A year of anguish

This was a terrible year, a time when what we experienced was something we could never have imagined happening in our lifetime. The worst during the year, more than experiencing a friend or relative succumbing to COVID-19, was perhaps realizing that this pandemic was going to stretch on.

While there is now a vaccine that should provide humans some immunity to the COVID-19 virus, it will still take months before world health scientists can say the worst is over and we can venture back to a normal life without social distancing, facemasks, face shields, and a bottle of hand sanitizer.

Aside from the pandemic, across the world, there have been equally tragic natural events: bushfires in Australia that razed millions of hectares; wildfires in California that claimed people’s lives and homes; typhoons, hurricanes, and tsunamis of increased frequencies and severity; and earthquakes.

There have been floods too, now many a confluence of extreme weather and man’s dam-building follies, encroachment on forestlands, and greed for timber. And let’s not forget the Beirut explosion caused by regulatory neglect that has become another first in the Book of Guinness.

Fragile economy

In the Philippines, 2020 was the year when our record of economic growth encompassing 84 quarters was broken in just 15 days when the government called for a total lockdown starting March 16. During that quarter, the gross domestic product (GDP) contracted by 0.2 percent.

An unpreparedness in dealing with a pandemic had all but smashed years of gains, exposing a fragile economy that is now regarded to suffer the worst fate within Asia, and likely to end the year with an 8.3 percent GDP decline as the government continues to enforce varying degrees of quarantine measures.

It is time to seriously review how we have handled this crisis, not to point fingers at each other, but to come up with better ways to allow the economy to continue running while mitigating the spread of a virus and loss of lives.

Deep scars

According to the consultancy firm Oxford Economics, the Philippines has suffered one of the deepest scars resulting from the pandemic, and recovery may be more challenging over a far extended period because of high unemployment and skills shortages and the economy’s dependence on tourism.

Fitch Solutions points to a severe contraction in household spending caused by joblessness and a significant reduction in overseas remittances, two indicators that have previously driven our economic growth despite weak fiscal policies.

The unemployment rate has more than doubled to 10.4 percent this year from 5.1 percent last year, as thousands of businesses closed shop due to the enforced quarantines that had constrained people from spending on consumables, entertainment, and recreation.

With the quarantines easing in recent months, furloughed workers are slowly returning to their jobs – but this recovery has still left hundreds of thousands of families forced to face a bleak Christmas celebration.

Until the government is able to chart a better recovery plan balancing the health and economic needs of the country, a return to normalcy can only be expected at the earliest in 2022, which could put the Philippines on the map to have the longest recuperation period.

Biggest losers

Sectors in the Philippines that face the biggest losses in terms of money and jobs because of the pandemic-induced lockdowns are tourism, transportation, entertainment, and recreation.

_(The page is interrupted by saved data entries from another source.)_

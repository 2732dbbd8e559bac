//! 追踪器
//!
//! 追踪器是用户可见的控制柄：一个实体加上若干能力（选择、拖拽），
//! 能力之间只通过窄接口协作，例如 [`Draggable`] 只依赖
//! [`CoordinateProvider`] 计算拖拽中心。

use crate::entity::{CoordinateProvider, EntityId};
use crate::error::{Result, TrackerError};
use crate::link::LinkIndex;
use crate::math::{manhattan, mean, Point3, Vector3, EPSILON};
use crate::message::{BusHost, EventKind, Message};
use crate::session::{EditSession, UpdateOutcome, UpdateSource};
use serde::{Deserialize, Serialize};
use tracing::{debug, warn};

/// 拖拽中心的取法
#[derive(Debug, Clone, Copy, PartialEq, Eq, Default, Serialize, Deserialize)]
#[serde(rename_all = "lowercase")]
pub enum DragStyle {
    /// 指针位置
    #[default]
    Cursor,
    /// 坐标平均值
    Average,
    /// 离指针最近的端点
    Endpoint,
}

/// 按拖拽方式计算旋转中心，没有坐标时退回指针位置
pub fn drag_center(style: DragStyle, coordinates: &[Point3], pointer: Point3) -> Point3 {
    match style {
        DragStyle::Cursor => pointer,
        DragStyle::Average => mean(coordinates).unwrap_or(pointer),
        DragStyle::Endpoint => {
            let (Some(first), Some(last)) = (coordinates.first(), coordinates.last()) else {
                return pointer;
            };
            if manhattan(first, &pointer) <= manhattan(last, &pointer) {
                *first
            } else {
                *last
            }
        }
    }
}

/// 追踪器种类
#[derive(Debug, Clone, Copy, PartialEq, Eq, Serialize, Deserialize)]
#[serde(rename_all = "lowercase")]
pub enum TrackerKind {
    Marker,
    Line,
    Polyline,
}

/// 选择能力
#[derive(Debug, Clone, Copy, Default)]
pub struct Selectable {
    selected: bool,
}

impl Selectable {
    pub fn select(&mut self) {
        self.selected = true;
    }

    pub fn deselect(&mut self) {
        self.selected = false;
    }

    pub fn toggle(&mut self) {
        self.selected = !self.selected;
    }

    pub fn is_selected(&self) -> bool {
        self.selected
    }
}

/// 拖拽回调的触发时机
#[derive(Debug, Clone, Copy, PartialEq, Eq)]
pub enum DragPhase {
    Before,
    During,
    After,
}

/// 拖拽回调，参数为会话与追踪器的实体
pub type DragCallback = Box<dyn FnMut(&mut EditSession, EntityId)>;

struct RegisteredCallback {
    phase: DragPhase,
    /// 局部回调在每次手势结束后清除
    local: bool,
    callback: DragCallback,
}

/// 拖拽回调集合
#[derive(Default)]
pub struct DragCallbacks {
    callbacks: Vec<RegisteredCallback>,
}

impl DragCallbacks {
    /// 添加持久回调
    pub fn add(
        &mut self,
        phase: DragPhase,
        callback: impl FnMut(&mut EditSession, EntityId) + 'static,
    ) {
        self.push(phase, false, Box::new(callback));
    }

    /// 添加只对下一次手势生效的回调
    pub fn add_local(
        &mut self,
        phase: DragPhase,
        callback: impl FnMut(&mut EditSession, EntityId) + 'static,
    ) {
        self.push(phase, true, Box::new(callback));
    }

    fn push(&mut self, phase: DragPhase, local: bool, callback: DragCallback) {
        self.callbacks.push(RegisteredCallback {
            phase,
            local,
            callback,
        });
    }

    /// 按注册顺序执行某一阶段的回调
    pub fn run(&mut self, phase: DragPhase, session: &mut EditSession, entity: EntityId) -> usize {
        let mut count = 0;
        for registered in self.callbacks.iter_mut().filter(|c| c.phase == phase) {
            (registered.callback)(session, entity);
            count += 1;
        }
        count
    }

    pub fn clear_local(&mut self) {
        self.callbacks.retain(|c| !c.local);
    }

    pub fn len(&self) -> usize {
        self.callbacks.len()
    }

    pub fn is_empty(&self) -> bool {
        self.callbacks.is_empty()
    }
}

impl std::fmt::Debug for DragCallbacks {
    fn fmt(&self, f: &mut std::fmt::Formatter<'_>) -> std::fmt::Result {
        f.debug_struct("DragCallbacks")
            .field("count", &self.callbacks.len())
            .finish()
    }
}

/// 拖拽能力
#[derive(Debug)]
pub struct Draggable {
    pub enabled: bool,
    pub style: DragStyle,
    pub callbacks: DragCallbacks,
}

impl Draggable {
    pub fn new(style: DragStyle) -> Self {
        Self {
            enabled: true,
            style,
            callbacks: DragCallbacks::default(),
        }
    }

    pub fn drag_center(&self, provider: &dyn CoordinateProvider, pointer: Point3) -> Point3 {
        drag_center(self.style, provider.coordinates(), pointer)
    }
}

/// 追踪器
#[derive(Debug)]
pub struct Tracker {
    id: EntityId,
    kind: TrackerKind,
    pub selectable: Selectable,
    pub draggable: Draggable,
}

impl Tracker {
    fn new(
        session: &mut EditSession,
        kind: TrackerKind,
        name: &str,
        points: Vec<Point3>,
        style: DragStyle,
    ) -> Self {
        let id = session.create_entity(name, points);
        debug!("Created {:?} tracker '{}'", kind, name);
        Self {
            id,
            kind,
            selectable: Selectable::default(),
            draggable: Draggable::new(style),
        }
    }

    /// 单点标记
    pub fn marker(session: &mut EditSession, name: &str, point: Point3) -> Self {
        Self::new(session, TrackerKind::Marker, name, vec![point], DragStyle::Cursor)
    }

    /// 两点线段
    pub fn line(session: &mut EditSession, name: &str, start: Point3, end: Point3) -> Self {
        Self::new(session, TrackerKind::Line, name, vec![start, end], DragStyle::Cursor)
    }

    pub fn polyline(session: &mut EditSession, name: &str, points: Vec<Point3>) -> Self {
        Self::new(session, TrackerKind::Polyline, name, points, DragStyle::Cursor)
    }

    pub fn id(&self) -> EntityId {
        self.id
    }

    pub fn kind(&self) -> TrackerKind {
        self.kind
    }

    pub fn is_selected(&self) -> bool {
        self.selectable.is_selected()
    }

    pub fn coordinates(&self, session: &EditSession) -> Result<Vec<Point3>> {
        session.get_coordinates(self.id)
    }

    pub fn update(&self, session: &mut EditSession, points: Vec<Point3>) -> Result<UpdateOutcome> {
        session.update(self.id, UpdateSource::Coordinates(points), true)
    }

    /// 把本追踪器的 `source_index` 联动到 `target` 的若干索引
    pub fn link(
        &self,
        session: &mut EditSession,
        source_index: LinkIndex,
        target: &Tracker,
        target_indices: &[LinkIndex],
        target_only: bool,
    ) -> Result<()> {
        session.link(self.id, source_index, target.id, target_indices, target_only)
    }

    /// 把标记挂到本追踪器的第 `index` 个顶点
    ///
    /// `follow_only` 时标记只跟随，拖动标记不会移动本追踪器。
    pub fn link_marker(
        &self,
        session: &mut EditSession,
        marker: &Tracker,
        index: usize,
        follow_only: bool,
    ) -> Result<()> {
        if marker.kind != TrackerKind::Marker {
            warn!("link_marker called with a {:?} tracker", marker.kind);
        }
        self.link(
            session,
            LinkIndex::Vertex(index),
            marker,
            &[LinkIndex::Vertex(0)],
            follow_only,
        )
    }

    /// 通过消息总线跟随 `publisher` 的第 `index` 个顶点（不建立联动边）
    pub fn follow_geometry_messages(
        &self,
        session: &mut EditSession,
        publisher: &Tracker,
        index: usize,
    ) {
        let me = self.id;
        session.bus_mut().register(
            publisher.id,
            me,
            &[EventKind::Geometry],
            move |session: &mut EditSession, _: EventKind, message: &Message| {
                let Some(point) = message.points().and_then(|points| points.get(index)) else {
                    return;
                };
                let Ok(mut target) = session.get_coordinates(me) else {
                    return;
                };
                match target.first_mut() {
                    Some(first) => *first = *point,
                    None => target.push(*point),
                }
                if let Err(e) = session.update(me, UpdateSource::Coordinates(target), true) {
                    warn!("Tracker {:?} failed to follow {:?}: {}", me, message.sender, e);
                }
            },
        );
    }

    /// 坐标平均值
    pub fn center(&self, session: &EditSession) -> Result<Point3> {
        let points = self.coordinates(session)?;
        mean(&points).ok_or(TrackerError::EmptyGeometry(self.id))
    }

    /// 折线总长
    pub fn length(&self, session: &EditSession) -> Result<f64> {
        let points = self.coordinates(session)?;
        Ok(points.windows(2).map(|pair| (pair[1] - pair[0]).norm()).sum())
    }

    /// 以中心为基点缩放到给定长度，长度为零的折线无法缩放
    pub fn set_length(&self, session: &mut EditSession, length: f64) -> Result<UpdateOutcome> {
        let current = self.length(session)?;
        if current < EPSILON {
            warn!("Cannot scale zero-length tracker {:?}", self.id);
            return Ok(UpdateOutcome::Ignored);
        }

        let center = self.center(session)?;
        let factor = length / current;
        let points = self
            .coordinates(session)?
            .iter()
            .map(|p| center + (p - center) * factor)
            .collect();
        self.update(session, points)
    }

    /// 当前指针下的拖拽中心
    pub fn drag_center(&self, session: &EditSession, pointer: Point3) -> Result<Point3> {
        let entity = session.entity(self.id).ok_or(TrackerError::EntityNotFound(self.id))?;
        Ok(self.draggable.drag_center(entity, pointer))
    }

    /// 销毁追踪器及其实体
    pub fn finish(self, session: &mut EditSession) -> Result<()> {
        session.finish(self.id)
    }
}

/// 分段折线：每对相邻顶点一条线段追踪器
///
/// `adjustable` 时相邻线段首尾联动，拖动一段会带动相邻段的端点；
/// 否则各段相互独立。`closed` 时追加一段把末点连回起点。
#[derive(Debug)]
pub struct PolylineTracker {
    segments: Vec<Tracker>,
    closed: bool,
    adjustable: bool,
}

impl PolylineTracker {
    /// 至少需要两个顶点
    pub fn new(
        session: &mut EditSession,
        name: &str,
        points: &[Point3],
        closed: bool,
        adjustable: bool,
    ) -> Result<Self> {
        if points.len() < 2 {
            warn!("Polyline '{}' needs at least two points", name);
            return Err(TrackerError::CoordinateCount {
                expected: 2,
                found: points.len(),
            });
        }

        let mut pairs: Vec<(Point3, Point3)> = points.windows(2).map(|w| (w[0], w[1])).collect();
        if closed {
            pairs.push((points[points.len() - 1], points[0]));
        }

        let segments: Vec<Tracker> = pairs
            .into_iter()
            .enumerate()
            .map(|(i, (start, end))| {
                Tracker::line(session, &format!("{}.segment{}", name, i), start, end)
            })
            .collect();

        if adjustable {
            let count = segments.len();
            let links = if closed { count } else { count - 1 };
            for i in 0..links {
                segments[i].link(
                    session,
                    LinkIndex::Vertex(1),
                    &segments[(i + 1) % count],
                    &[LinkIndex::Vertex(0)],
                    false,
                )?;
            }
        }

        debug!(
            "Built polyline '{}' with {} segments (closed: {}, adjustable: {})",
            name,
            segments.len(),
            closed,
            adjustable
        );
        Ok(Self {
            segments,
            closed,
            adjustable,
        })
    }

    pub fn is_closed(&self) -> bool {
        self.closed
    }

    pub fn is_adjustable(&self) -> bool {
        self.adjustable
    }

    pub fn segments(&self) -> &[Tracker] {
        &self.segments
    }

    pub fn segments_mut(&mut self) -> &mut [Tracker] {
        &mut self.segments
    }

    /// 拆出各段，联动关系保留在会话中
    pub fn into_segments(self) -> Vec<Tracker> {
        self.segments
    }

    pub fn ids(&self) -> Vec<EntityId> {
        self.segments.iter().map(Tracker::id).collect()
    }

    /// 折线顶点：每段的起点，开放折线再加上末段终点
    pub fn coordinates(&self, session: &EditSession) -> Result<Vec<Point3>> {
        let mut points = Vec::with_capacity(self.segments.len() + 1);
        for segment in &self.segments {
            let coordinates = segment.coordinates(session)?;
            let start = coordinates
                .first()
                .copied()
                .ok_or(TrackerError::EmptyGeometry(segment.id()))?;
            points.push(start);
        }

        if !self.closed {
            if let Some(last) = self.segments.last() {
                let coordinates = last.coordinates(session)?;
                let end = coordinates
                    .last()
                    .copied()
                    .ok_or(TrackerError::EmptyGeometry(last.id()))?;
                points.push(end);
            }
        }
        Ok(points)
    }

    pub fn select(&mut self) {
        for segment in &mut self.segments {
            segment.selectable.select();
        }
    }

    pub fn finish(self, session: &mut EditSession) -> Result<()> {
        for segment in self.segments {
            segment.finish(session)?;
        }
        Ok(())
    }
}

/// 矩形：闭合且首尾联动的四段折线
#[derive(Debug)]
pub struct BoxTracker {
    outline: PolylineTracker,
}

impl BoxTracker {
    /// `corners` 按顺序给出四个角点
    pub fn new(session: &mut EditSession, name: &str, corners: [Point3; 4]) -> Result<Self> {
        let outline = PolylineTracker::new(session, name, &corners, true, true)?;
        Ok(Self { outline })
    }

    /// 由两个对角点构造 XY 平面内的矩形
    pub fn from_corners(
        session: &mut EditSession,
        name: &str,
        min: Point3,
        max: Point3,
    ) -> Result<Self> {
        let corners = [
            Point3::new(min.x, min.y, min.z),
            Point3::new(max.x, min.y, min.z),
            Point3::new(max.x, max.y, min.z),
            Point3::new(min.x, max.y, min.z),
        ];
        Self::new(session, name, corners)
    }

    /// 由中心点与宽高构造
    pub fn from_center(
        session: &mut EditSession,
        name: &str,
        center: Point3,
        width: f64,
        height: f64,
    ) -> Result<Self> {
        let half = Vector3::new(width / 2.0, height / 2.0, 0.0);
        Self::from_corners(session, name, center - half, center + half)
    }

    pub fn sides(&self) -> &[Tracker] {
        self.outline.segments()
    }

    pub fn sides_mut(&mut self) -> &mut [Tracker] {
        self.outline.segments_mut()
    }

    /// 拆出四条边，联动关系保留在会话中
    pub fn into_sides(self) -> Vec<Tracker> {
        self.outline.into_segments()
    }

    pub fn ids(&self) -> Vec<EntityId> {
        self.outline.ids()
    }

    /// 每条边的起点
    pub fn corners(&self, session: &EditSession) -> Result<Vec<Point3>> {
        self.outline.coordinates(session)
    }

    pub fn select(&mut self) {
        self.outline.select();
    }

    pub fn finish(self, session: &mut EditSession) -> Result<()> {
        self.outline.finish(session)
    }
}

Successive typhoons, on the other hand, wrought huge agricultural losses.

It will take time for sectors affected by the pandemic to bounce back, especially those of small and medium-sized enterprises that had permanently shuttered.

Especially with regards tourism, the next two years will best be spent on coming up with a catch-up plan that hopefully will be able to hold up against those of other countries that had heavily relied on foreign visitor spending to boost economic income.

Depressed household earnings have harshly affected sales of private vehicles, and until depleted savings are replenished and normal purchasing power restored, the automotive industry will languish at levels that had not been seen in the last decade.

Malls that thrive on consumers willing to spend money for leisure dining, shopping, and other recreational activities will, likewise, experience trying times with rentals drastically reduced and income from surviving stores at comparatively lower levels.

Lost year

Being perennially in the path of typhoons has given the country some resiliency in weathering crop damages, and as our disaster mitigation efforts ramp up, losses from destroyed agricultural lands should be covered by better compensation mechanisms.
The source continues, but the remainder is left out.